In this section, it is explained how the ancient Japanese sport of sumo is often fixed, just like any other professional sport in the world. The incentive scheme that rules sumo is intricate and powerful, with each wrestler maintaining a ranking that affects every part of their life.
The top athletes can earn millions of dollars and be treated like royalty, while lower-ranked wrestlers must tend to their superiors, prepare their meals, clean their quarters, and even clean their hard-to-reach parts during baths.
Rankings are everything, as lower-ranked wrestlers, who often live in poor conditions and have limited opportunities to advance, may resort to match rigging, sometimes with cash bribes, to earn a better rank.

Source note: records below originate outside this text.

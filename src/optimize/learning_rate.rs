//! Learning rate decayed on plateaus of a minimized metric.

pub use super::*;

use std::ops::Deref;

pub type LearningRateValue = f64;

#[derive(Config, Copy, Debug, PartialEq)]
pub struct LearningRateConfig {
    #[config(default = "0.5")]
    pub factor: f64,

    #[config(default = "1e-2")]
    pub initial: LearningRateValue,

    #[config(default = "1e-5")]
    pub minimum: LearningRateValue,

    /// Number of non-improving updates tolerated before decaying.
    #[config(default = "5")]
    pub patience: u64,

    /// Relative improvement required to reset the patience.
    #[config(default = "1e-4")]
    pub threshold: f64,
}

/// The current learning rate and its plateau state.
#[derive(Clone, Debug, PartialEq)]
pub struct LearningRate {
    pub config: LearningRateConfig,
    pub value: LearningRateValue,
    /// The best metric so far.
    pub metric_best: f64,
    /// Number of updates since the best metric.
    pub plateau_count: u64,
    /// Number of decays applied.
    pub decay_count: u64,
}

impl LearningRateConfig {
    pub fn init(&self) -> LearningRate {
        LearningRate {
            config: *self,
            value: self.initial,
            metric_best: f64::INFINITY,
            plateau_count: 0,
            decay_count: 0,
        }
    }
}

impl LearningRate {
    /// Updating the plateau state with the latest metric.
    ///
    /// The value is multiplied by [`LearningRateConfig::factor`] once the
    /// metric has not improved for more than [`LearningRateConfig::patience`]
    /// updates, and it never goes below [`LearningRateConfig::minimum`].
    pub fn update(
        &mut self,
        metric: f64,
    ) -> &mut Self {
        const EPSILON: f64 = 1e-8;

        if metric < self.metric_best * (1.0 - self.config.threshold) {
            self.metric_best = metric;
            self.plateau_count = 0;
        } else {
            self.plateau_count += 1;
        }

        if self.plateau_count > self.config.patience {
            let value = (self.value * self.config.factor).max(self.config.minimum);
            if self.value - value > EPSILON {
                #[cfg(not(test))]
                log::debug!(
                    target: "body_fit::optimize",
                    "learning rate decay ({} -> {value})",
                    self.value,
                );

                self.value = value;
                self.decay_count += 1;
            }
            self.plateau_count = 0;
        }

        self
    }
}

impl Deref for LearningRate {
    type Target = LearningRateValue;

    #[inline]
    fn deref(&self) -> &Self::Target {
        &self.value
    }
}

impl Default for LearningRateConfig {
    #[inline]
    fn default() -> Self {
        Self::new()
    }
}

impl Default for LearningRate {
    #[inline]
    fn default() -> Self {
        LearningRateConfig::default().init()
    }
}
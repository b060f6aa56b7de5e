//! Coordinate conventions.
//!
//! Three spaces meet in body fitting:
//!
//! - *Body space*: the output of the body model after translation and scaling.
//! - *Render space*: the space the renderer consumes. It is also the storage
//!   space of exported meshes, so cached meshes can be re-rendered as they are.
//! - *Landmark space*: the space where 3D joints are projected to 2D landmarks
//!   by `(xy + 1) / 2`.

use burn::tensor::{backend::Backend, Int, Tensor};

/// A per-axis sign flip.
#[derive(Clone, Copy, Debug, PartialEq)]
pub struct AxisFlip(pub [f32; 3]);

impl AxisFlip {
    /// Body space to landmark space.
    pub const LANDMARK_FROM_BODY: Self = Self([1.0, 1.0, -1.0]);
    /// Body space to render (and storage) space.
    pub const RENDER_FROM_BODY: Self = Self([1.0, -1.0, -1.0]);

    /// Applying the flip on the last dimension of `[..., 3]` points.
    pub fn apply<B: Backend, const D: usize>(
        &self,
        points: Tensor<B, D>,
    ) -> Tensor<B, D> {
        let dims = points.dims();
        let mut signs_dims = [1_usize; D];
        signs_dims[D - 1] = 3;

        let signs = Tensor::<B, 1>::from_floats(self.0, &points.device())
            .reshape(signs_dims)
            .expand(dims);
        points * signs
    }

    /// Applying the flip on host points.
    pub fn apply_point(
        &self,
        point: [f32; 3],
    ) -> [f32; 3] {
        [
            point[0] * self.0[0],
            point[1] * self.0[1],
            point[2] * self.0[2],
        ]
    }

    /// The inverse flip, which is the flip itself.
    #[inline]
    pub const fn inverse(&self) -> Self {
        *self
    }
}

/// Face winding order.
pub struct FaceWinding;

impl FaceWinding {
    /// Reversing the winding order of `[..., 3]` faces, `(a, b, c) -> (a, c, b)`.
    pub fn flip<B: Backend>(faces: Tensor<B, 3, Int>) -> Tensor<B, 3, Int> {
        let [n, f, _] = faces.dims();
        Tensor::cat(
            vec![
                faces.to_owned().slice([0..n, 0..f, 0..1]),
                faces.to_owned().slice([0..n, 0..f, 2..3]),
                faces.slice([0..n, 0..f, 1..2]),
            ],
            2,
        )
    }
}

/// Projecting landmark-space joints onto the normalized image plane.
///
/// `[N, L, 3] -> [N, L, 2]`
pub fn project_landmarks<B: Backend>(joints: Tensor<B, 3>) -> Tensor<B, 3> {
    let [n, l, _] = joints.dims();
    joints.slice([0..n, 0..l, 0..2]).add_scalar(1.0).mul_scalar(0.5)
}
pub mod float;
pub mod int;

pub use float::*;
pub use int::*;
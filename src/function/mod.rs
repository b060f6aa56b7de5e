pub mod coordinate;
pub mod rotation;
pub mod tensor_extensions;

pub use coordinate::*;
pub use rotation::*;
pub use tensor_extensions::*;
//! Per-iteration loss terms of body fitting.

pub mod aggregate;
pub mod overlap;

pub use crate::backend::{AutodiffBackend, Backend};
pub use aggregate::*;
pub use burn::tensor::{Bool, Tensor};
pub use overlap::*;

use crate::{body::to_host, error::Error};
use std::fmt;

/// A loss term with per-sample values and weights.
#[derive(Clone, Debug)]
pub struct LossTerm<B: Backend> {
    /// `[N]`
    pub value: Tensor<B, 1>,
    /// `[N]`
    pub weight: Tensor<B, 1>,
}

/// The loss terms of one iteration.
///
/// It is created by [`LossAggregator::evaluate`] and never mutated.
#[derive(Clone, Debug)]
pub struct LossTerms<B: Backend> {
    /// Absent when no landmarks are fitted.
    pub joint: Option<LossTerm<B>>,
    pub normal: LossTerm<B>,
    pub overlap: Overlap<B>,
    pub silhouette: LossTerm<B>,
}

/// Host values of [`LossTerms`] for logging.
#[derive(Clone, Debug, PartialEq)]
pub struct LossBreakdown {
    pub joint: Option<f32>,
    pub normal: f32,
    pub silhouette: f32,
    pub total: f32,
    /// Cloth overlap flags per sample.
    pub loose: Vec<bool>,
    /// Body overlap flags per sample.
    pub occluded: Vec<bool>,
}

impl<B: Backend> LossTerm<B> {
    /// `mean(value * weight)`
    ///
    /// The shape is `[1]`.
    #[inline]
    pub fn loss(&self) -> Tensor<B, 1> {
        (self.value.to_owned() * self.weight.to_owned()).mean()
    }
}

impl<B: Backend> LossTerms<B> {
    /// Sum of the weighted term means.
    ///
    /// The shape is `[1]`.
    pub fn total(&self) -> Tensor<B, 1> {
        let mut total = self.normal.loss() + self.silhouette.loss();
        if let Some(joint) = &self.joint {
            total = total + joint.loss();
        }
        total
    }

    pub fn breakdown(&self) -> Result<LossBreakdown, Error> {
        let scalar = |loss: Tensor<B, 1>| -> Result<f32, Error> {
            Ok(to_host(loss)?.first().copied().unwrap_or(f32::NAN))
        };
        let (loose, occluded) = self.overlap.flags.to_host()?;

        Ok(LossBreakdown {
            joint: self
                .joint
                .as_ref()
                .map(|joint| scalar(joint.loss()))
                .transpose()?,
            normal: scalar(self.normal.loss())?,
            silhouette: scalar(self.silhouette.loss())?,
            total: scalar(self.total())?,
            loose,
            occluded,
        })
    }
}

impl fmt::Display for LossBreakdown {
    fn fmt(
        &self,
        f: &mut fmt::Formatter<'_>,
    ) -> fmt::Result {
        let flags = |flags: &[bool]| {
            flags.iter().map(|&flag| if flag { '1' } else { '0' }).collect::<String>()
        };

        write!(f, "normal: {:.3} | silhouette: {:.3} | ", self.normal, self.silhouette)?;
        if let Some(joint) = self.joint {
            write!(f, "joint: {joint:.3} | ")?;
        }
        write!(
            f,
            "Total: {:.3} | loose:{}, occluded:{}",
            self.total,
            flags(&self.loose),
            flags(&self.occluded),
        )
    }
}

#[cfg(test)]
mod tests {
    use super::*;

    #[test]
    fn breakdown_display() {
        let breakdown = LossBreakdown {
            joint: Some(0.25),
            normal: 0.1,
            silhouette: 0.02,
            total: 0.37,
            loose: vec![false, true],
            occluded: vec![false, false],
        };

        assert_eq!(
            breakdown.to_string(),
            "normal: 0.100 | silhouette: 0.020 | joint: 0.250 | Total: 0.370 | loose:01, occluded:00"
        );
    }

    #[test]
    fn breakdown_display_without_joint() {
        let breakdown = LossBreakdown {
            joint: None,
            normal: 0.0,
            silhouette: 1.0,
            total: 1.0,
            loose: vec![true],
            occluded: vec![true],
        };

        assert_eq!(
            breakdown.to_string(),
            "normal: 0.000 | silhouette: 1.000 | Total: 1.000 | loose:1, occluded:1"
        );
    }
}
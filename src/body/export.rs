//! Body parameters export implementation.

pub use super::*;

use crate::{error::Error, function::axis_angle_from_matrix};
use burn::record::Record;

/// The persisted parameters of one body instance.
///
/// Rotations are stored as axis-angle vectors.
#[derive(Clone, Debug, PartialEq, Record)]
pub struct ParameterRecord {
    /// `[S]`
    pub betas: Vec<f32>,
    /// `[J * 3]`
    pub body_pose: Vec<f32>,
    /// `[E]`
    pub expression: Vec<f32>,
    /// `[3]`
    pub global_orient: Vec<f32>,
    /// `[3]`
    pub jaw_pose: Vec<f32>,
    /// `[H * 3]`
    pub left_hand_pose: Vec<f32>,
    /// `[H * 3]`
    pub right_hand_pose: Vec<f32>,
    /// `[1]`
    pub scale: Vec<f32>,
    /// `[3]`
    pub transl: Vec<f32>,
}

/// Parameters exporters
impl<B: Backend> BodyParameters<B> {
    /// Exporting one record per body instance.
    pub fn to_records(&self) -> Result<Vec<ParameterRecord>, Error> {
        let n = self.body_count();

        let betas = per_body(to_host(self.betas.to_owned())?, n);
        let body_pose = per_body(axis_angles(self.get_body_pose())?, n);
        let expression = per_body(to_host(self.expression.to_owned())?, n);
        let global_orient = per_body(axis_angles(self.get_global_orient())?, n);
        let jaw_pose = per_body(axis_angles(self.jaw_pose.to_owned())?, n);
        let left_hand_pose = per_body(axis_angles(self.left_hand_pose.to_owned())?, n);
        let right_hand_pose = per_body(axis_angles(self.right_hand_pose.to_owned())?, n);
        let scale = per_body(to_host(self.scale.to_owned())?, n);
        let transl = per_body(to_host(self.transl.to_owned())?, n);

        Ok((0..n)
            .map(|index| ParameterRecord {
                betas: betas[index].to_owned(),
                body_pose: body_pose[index].to_owned(),
                expression: expression[index].to_owned(),
                global_orient: global_orient[index].to_owned(),
                jaw_pose: jaw_pose[index].to_owned(),
                left_hand_pose: left_hand_pose[index].to_owned(),
                right_hand_pose: right_hand_pose[index].to_owned(),
                scale: scale[index].to_owned(),
                transl: transl[index].to_owned(),
            })
            .collect())
    }
}

/// Copying the tensor values to the host in row-major order.
pub fn to_host<B: Backend, const D: usize>(tensor: Tensor<B, D>) -> Result<Vec<f32>, Error> {
    tensor
        .into_data()
        .convert::<f32>()
        .to_vec::<f32>()
        .map_err(|error| Error::TensorData(format!("{error:?}")))
}

/// `[N, K, 3, 3] -> [N * K * 3]`
fn axis_angles<B: Backend>(matrices: Tensor<B, 4>) -> Result<Vec<f32>, Error> {
    Ok(to_host(matrices)?
        .chunks_exact(9)
        .flat_map(|m| axis_angle_from_matrix(&std::array::from_fn(|i| m[i])))
        .collect())
}

fn per_body(
    values: Vec<f32>,
    body_count: usize,
) -> Vec<Vec<f32>> {
    let size = values.len() / body_count.max(1);
    (0..body_count)
        .map(|index| values[index * size..(index + 1) * size].to_vec())
        .collect()
}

Despite allegations of match rigging, formal disciplinary action against Japanese sumo wrestlers is rare, as officials from the Japanese Sumo Association usually dismiss such charges.
In this section, the video discusses how Sumo wrestling in Japan is often fixed, and how two whistleblowing Sumo wrestlers came forward with extensive allegations of match rigging, drug use, sexcapades, bribes, tax evasion, and close ties to the Yakuza or the Japanese Mafia.
The video indicates that most wrestlers who weren’t specifically named were also corrupt, and in some matches, the allegedly corrupt wrestler who was on the bubble won about 80% of the time, suggesting that corruption was rampant in the sport.
Although the allegations of match-fixing had been published in tabloid newspapers for years before, the book by Konoshin Suga, who was also known as Anaruto stable master, detailed match-fixing allegations, and pointed to close ties with high-ranking officials in the Japan Sumo Association and Japanese organized crime syndicates that provided Sumo with drugs and women.
In this section, the video discusses the concept of Yaocho in sumo wrestling, which refers to match-fixing and bribery. Despite being considered the national sport of Japan, sumo has a long history of scandals, including allegations of yaocho.
The video presents evidence suggesting that yaocho is still prevalent in the sport, and that the sumo association has not taken sufficient action to address the issue. The discussion concludes with a reflection on how accepting the reality of yaocho in sumo is like wiping dust away from a mirror, allowing us to see ourselves more clearly.